Au départ un sujet en or : en 1940, la découverte fortuite par un négociant japonais en voyage en Mandchourie, occupée par le Japon, des horreurs perpétrées par l'unité 731 de l'armée impériale et la volonté de ce négociant de faire passer aux Américains les preuves de ces crimes de guerre. A l'arrivée un ratage complet donnant l'impression que Kurozawa se debarassait vite faite de son film, qui sera pourtant primé à Venise. Ce qui ne va pas : la greffe inopportune d'une histoire sentimentale (entre un mari et sa femme !) complètement desservie par l'inexpressivite des deux acteurs principaux. A aucun moment une véritable émotion ne se dégage de ce scénario plein de promesses. La mise en scène est bâclée, tout comme la musique et la photographie.. S'agissant d'un film historique, les quelques décors de carton pâte font sourire (la faute à un budget contraint ?) avec comme apothéose le bombardement de Kobe (ok, on nous donne à comprendre que c'est juste symbolique,), les costumes des militaires semblent sortir d'un magasin d'accessoires de théâtre de seconde zone, etc.. etc..Bref une grosse déception compte tenu de certaines critiques louangeuses !
Cruelle déception.
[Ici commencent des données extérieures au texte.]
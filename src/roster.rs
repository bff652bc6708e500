use anyhow::Context;
use serde::{Deserialize, Serialize};
use std::path::Path;

use crate::error::StoreError;
use crate::org;

/// Display name used when a reported user was never registered.
pub const PLACEHOLDER_NAME: &str = "placeholder";

#[derive(Debug, Clone, Serialize, Deserialize)]
pub struct RosterEntry {
    pub id: String,
    pub name: String,
}

fn load(data_dir: &Path, org_id: &str) -> anyhow::Result<Vec<RosterEntry>> {
    let path = org::roster_path(data_dir, org_id);
    let text = std::fs::read_to_string(&path)
        .with_context(|| format!("failed to read roster {}", path.to_string_lossy()))?;
    serde_json::from_str(&text)
        .with_context(|| format!("roster {} is invalid JSON", path.to_string_lossy()))
}

/// Registers (or re-registers) an exam taker. Replaces any existing entry
/// with the same exam ID, so re-registration updates the display name and
/// the roster never grows duplicates.
pub fn upsert_user(
    data_dir: &Path,
    org_id: &str,
    exam_id: &str,
    name: &str,
) -> Result<(), StoreError> {
    let exam_id = exam_id.trim();
    let name = name.trim();
    if exam_id.is_empty() {
        return Err(StoreError::invalid("missing exam_id"));
    }
    if name.is_empty() {
        return Err(StoreError::invalid("missing name"));
    }
    org::validate_org_id(org_id)?;
    if !org::exists(data_dir, org_id) {
        return Err(StoreError::UnknownOrg(org_id.to_string()));
    }

    let mut entries = load(data_dir, org_id)?;
    entries.retain(|e| e.id != exam_id);
    entries.push(RosterEntry {
        id: exam_id.to_string(),
        name: name.to_string(),
    });
    org::write_json_atomic(&org::roster_path(data_dir, org_id), &entries)?;
    Ok(())
}

/// Resolves a display name for the counters, falling back to a placeholder
/// when the user (or the whole roster) is unknown. Never fails: a missing
/// roster is the same as an empty one here.
pub fn lookup_name(data_dir: &Path, org_id: &str, user_id: &str) -> String {
    match load(data_dir, org_id) {
        Ok(entries) => entries
            .into_iter()
            .find(|e| e.id == user_id)
            .map(|e| e.name)
            .unwrap_or_else(|| PLACEHOLDER_NAME.to_string()),
        Err(_) => PLACEHOLDER_NAME.to_string(),
    }
}

#[cfg(test)]
mod tests {
    use super::*;
    use std::path::PathBuf;
    use std::time::{SystemTime, UNIX_EPOCH};

    fn temp_dir(prefix: &str) -> PathBuf {
        let p = std::env::temp_dir().join(format!(
            "{}-{}",
            prefix,
            SystemTime::now()
                .duration_since(UNIX_EPOCH)
                .expect("clock")
                .as_nanos()
        ));
        std::fs::create_dir_all(&p).expect("create temp dir");
        p
    }

    #[test]
    fn upsert_replaces_by_exam_id() {
        let data_dir = temp_dir("proctord-roster");
        org::provision(&data_dir, "ABC123").expect("provision");

        upsert_user(&data_dir, "ABC123", "E1", "Alice").expect("first upsert");
        upsert_user(&data_dir, "ABC123", "E1", "Alice B").expect("second upsert");

        let entries = load(&data_dir, "ABC123").expect("load");
        assert_eq!(entries.len(), 1, "re-registration must not duplicate");
        assert_eq!(entries[0].name, "Alice B");
    }

    #[test]
    fn upsert_is_idempotent_with_identical_args() {
        let data_dir = temp_dir("proctord-roster-idem");
        org::provision(&data_dir, "ABC123").expect("provision");

        upsert_user(&data_dir, "ABC123", "E1", "Alice").expect("upsert");
        upsert_user(&data_dir, "ABC123", "E1", "Alice").expect("upsert again");

        let entries = load(&data_dir, "ABC123").expect("load");
        assert_eq!(entries.len(), 1);
        assert_eq!(entries[0].name, "Alice");
    }

    #[test]
    fn upsert_validates_fields_and_org() {
        let data_dir = temp_dir("proctord-roster-validate");
        org::provision(&data_dir, "ABC123").expect("provision");

        assert!(matches!(
            upsert_user(&data_dir, "ABC123", "", "Alice"),
            Err(StoreError::Invalid(_))
        ));
        assert!(matches!(
            upsert_user(&data_dir, "ABC123", "E1", "  "),
            Err(StoreError::Invalid(_))
        ));
        assert!(matches!(
            upsert_user(&data_dir, "ZZZ999", "E1", "Alice"),
            Err(StoreError::UnknownOrg(_))
        ));
    }

    #[test]
    fn lookup_falls_back_to_placeholder() {
        let data_dir = temp_dir("proctord-roster-lookup");
        org::provision(&data_dir, "ABC123").expect("provision");
        upsert_user(&data_dir, "ABC123", "E1", "Alice").expect("upsert");

        assert_eq!(lookup_name(&data_dir, "ABC123", "E1"), "Alice");
        assert_eq!(lookup_name(&data_dir, "ABC123", "E2"), PLACEHOLDER_NAME);
        assert_eq!(lookup_name(&data_dir, "NOORG1", "E1"), PLACEHOLDER_NAME);
    }
}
J’attendais avec impatience ce film : bande annonce alléchante, scénariste réputé (qui a notamment écrit Drive My Car, c’est pas rien et c’est un argument de vente sur l’affiche…), et bon souvenir de précédents film de Kurosawa (Shokusai, et surtout Tokyo Sonata) Hélas j’ai été terrassé d’ennui des les premiers minutes. L’histoire emprunte aux codes classiques de l’espionnage et de l’amour , ça pourrait rappeler Casablanca ou Les Enchaînés, saut que jamais la magie n’opère. Scénario confus, personnages mal dessinés, interprétation impersonnelle … on décroche très vite sans bien comprendre ce qu on nous raconte ni pourquoi. La fin de film devrait nous emporter dans l’émotion .. hélas il n’en est rien. Je vais me rattraper en revoyant Lust Caution de Ang Lee.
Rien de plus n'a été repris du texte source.